*** Record extracts ***

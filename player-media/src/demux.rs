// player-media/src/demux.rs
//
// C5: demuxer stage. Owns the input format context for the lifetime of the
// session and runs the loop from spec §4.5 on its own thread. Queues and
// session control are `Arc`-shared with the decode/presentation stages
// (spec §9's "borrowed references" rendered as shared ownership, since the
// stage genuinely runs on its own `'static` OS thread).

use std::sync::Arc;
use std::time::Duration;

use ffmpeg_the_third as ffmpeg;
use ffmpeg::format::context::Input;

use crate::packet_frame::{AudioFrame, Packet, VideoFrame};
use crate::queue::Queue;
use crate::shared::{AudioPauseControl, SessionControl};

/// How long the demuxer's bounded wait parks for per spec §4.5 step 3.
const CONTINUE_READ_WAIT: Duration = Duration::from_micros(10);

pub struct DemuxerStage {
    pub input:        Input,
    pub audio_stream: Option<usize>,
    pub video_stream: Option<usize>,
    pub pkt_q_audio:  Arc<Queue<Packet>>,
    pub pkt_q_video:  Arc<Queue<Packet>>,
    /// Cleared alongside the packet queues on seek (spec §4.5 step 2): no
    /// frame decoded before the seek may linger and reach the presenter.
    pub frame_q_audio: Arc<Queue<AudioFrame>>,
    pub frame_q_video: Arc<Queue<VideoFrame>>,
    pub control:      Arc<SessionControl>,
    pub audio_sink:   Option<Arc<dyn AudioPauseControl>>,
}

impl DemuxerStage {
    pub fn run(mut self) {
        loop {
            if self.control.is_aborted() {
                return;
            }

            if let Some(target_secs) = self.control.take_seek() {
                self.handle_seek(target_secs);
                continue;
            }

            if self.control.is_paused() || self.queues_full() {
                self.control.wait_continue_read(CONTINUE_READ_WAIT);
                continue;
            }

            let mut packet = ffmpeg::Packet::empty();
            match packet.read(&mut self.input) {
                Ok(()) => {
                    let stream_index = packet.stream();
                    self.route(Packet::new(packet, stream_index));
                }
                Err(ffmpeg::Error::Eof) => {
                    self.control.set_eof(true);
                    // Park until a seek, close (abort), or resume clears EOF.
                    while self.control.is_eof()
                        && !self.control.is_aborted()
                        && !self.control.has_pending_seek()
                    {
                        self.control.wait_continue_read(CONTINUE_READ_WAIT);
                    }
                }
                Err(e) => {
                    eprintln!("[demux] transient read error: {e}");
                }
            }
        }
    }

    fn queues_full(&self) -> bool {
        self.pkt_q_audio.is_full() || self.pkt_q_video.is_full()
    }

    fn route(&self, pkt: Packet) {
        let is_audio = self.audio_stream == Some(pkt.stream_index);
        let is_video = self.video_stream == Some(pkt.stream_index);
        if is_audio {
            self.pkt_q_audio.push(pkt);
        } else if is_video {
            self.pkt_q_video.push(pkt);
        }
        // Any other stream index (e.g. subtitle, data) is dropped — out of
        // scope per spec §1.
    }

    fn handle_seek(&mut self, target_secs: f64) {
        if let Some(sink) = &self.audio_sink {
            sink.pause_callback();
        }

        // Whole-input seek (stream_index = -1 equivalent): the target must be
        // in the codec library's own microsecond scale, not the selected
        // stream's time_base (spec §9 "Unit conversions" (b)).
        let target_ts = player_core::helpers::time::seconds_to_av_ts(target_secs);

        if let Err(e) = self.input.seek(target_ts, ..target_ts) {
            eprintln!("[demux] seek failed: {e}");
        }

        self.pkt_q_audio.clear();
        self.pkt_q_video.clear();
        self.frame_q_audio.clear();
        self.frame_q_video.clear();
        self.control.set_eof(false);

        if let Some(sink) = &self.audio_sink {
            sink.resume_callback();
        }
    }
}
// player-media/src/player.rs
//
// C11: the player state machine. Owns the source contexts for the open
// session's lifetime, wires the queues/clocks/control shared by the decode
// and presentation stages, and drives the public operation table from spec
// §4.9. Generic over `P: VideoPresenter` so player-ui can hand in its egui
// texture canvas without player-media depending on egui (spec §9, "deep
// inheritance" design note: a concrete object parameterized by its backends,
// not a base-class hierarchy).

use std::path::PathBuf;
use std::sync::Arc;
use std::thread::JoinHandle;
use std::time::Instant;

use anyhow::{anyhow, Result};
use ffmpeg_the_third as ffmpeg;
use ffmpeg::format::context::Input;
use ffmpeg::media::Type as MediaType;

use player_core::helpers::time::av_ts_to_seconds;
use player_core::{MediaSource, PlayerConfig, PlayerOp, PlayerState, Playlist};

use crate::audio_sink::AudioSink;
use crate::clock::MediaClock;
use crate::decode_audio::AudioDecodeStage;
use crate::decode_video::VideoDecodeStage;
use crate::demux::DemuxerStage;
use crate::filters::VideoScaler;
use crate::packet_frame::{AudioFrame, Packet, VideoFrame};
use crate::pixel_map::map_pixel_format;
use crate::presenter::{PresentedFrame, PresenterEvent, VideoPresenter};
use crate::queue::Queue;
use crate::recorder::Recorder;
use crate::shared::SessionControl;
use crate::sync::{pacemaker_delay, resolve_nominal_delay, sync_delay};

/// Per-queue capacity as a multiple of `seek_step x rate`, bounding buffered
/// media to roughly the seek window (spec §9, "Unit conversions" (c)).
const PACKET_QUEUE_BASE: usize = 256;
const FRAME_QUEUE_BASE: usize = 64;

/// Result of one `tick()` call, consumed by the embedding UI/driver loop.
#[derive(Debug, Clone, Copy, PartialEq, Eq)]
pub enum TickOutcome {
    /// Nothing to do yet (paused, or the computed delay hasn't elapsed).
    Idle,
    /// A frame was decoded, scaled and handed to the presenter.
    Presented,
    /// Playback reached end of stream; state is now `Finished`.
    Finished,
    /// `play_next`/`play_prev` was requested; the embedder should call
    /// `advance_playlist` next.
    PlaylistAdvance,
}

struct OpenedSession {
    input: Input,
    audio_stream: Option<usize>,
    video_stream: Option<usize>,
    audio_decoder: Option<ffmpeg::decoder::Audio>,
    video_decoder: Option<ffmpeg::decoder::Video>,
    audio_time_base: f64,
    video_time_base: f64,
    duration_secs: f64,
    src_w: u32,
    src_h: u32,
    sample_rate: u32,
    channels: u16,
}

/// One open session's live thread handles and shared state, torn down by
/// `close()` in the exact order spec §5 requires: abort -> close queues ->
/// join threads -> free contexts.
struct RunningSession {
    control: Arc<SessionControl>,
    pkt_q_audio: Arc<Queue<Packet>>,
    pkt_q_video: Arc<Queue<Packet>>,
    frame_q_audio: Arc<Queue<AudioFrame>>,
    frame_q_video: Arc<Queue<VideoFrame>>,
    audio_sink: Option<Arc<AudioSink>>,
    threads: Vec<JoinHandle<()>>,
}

*** End of Record extracts ***

Extract all lines from the data in which "eprintln" is found.

                    eprintln!("[demux] transient read error: {e}");
            eprintln!("[demux] seek failed: {e}");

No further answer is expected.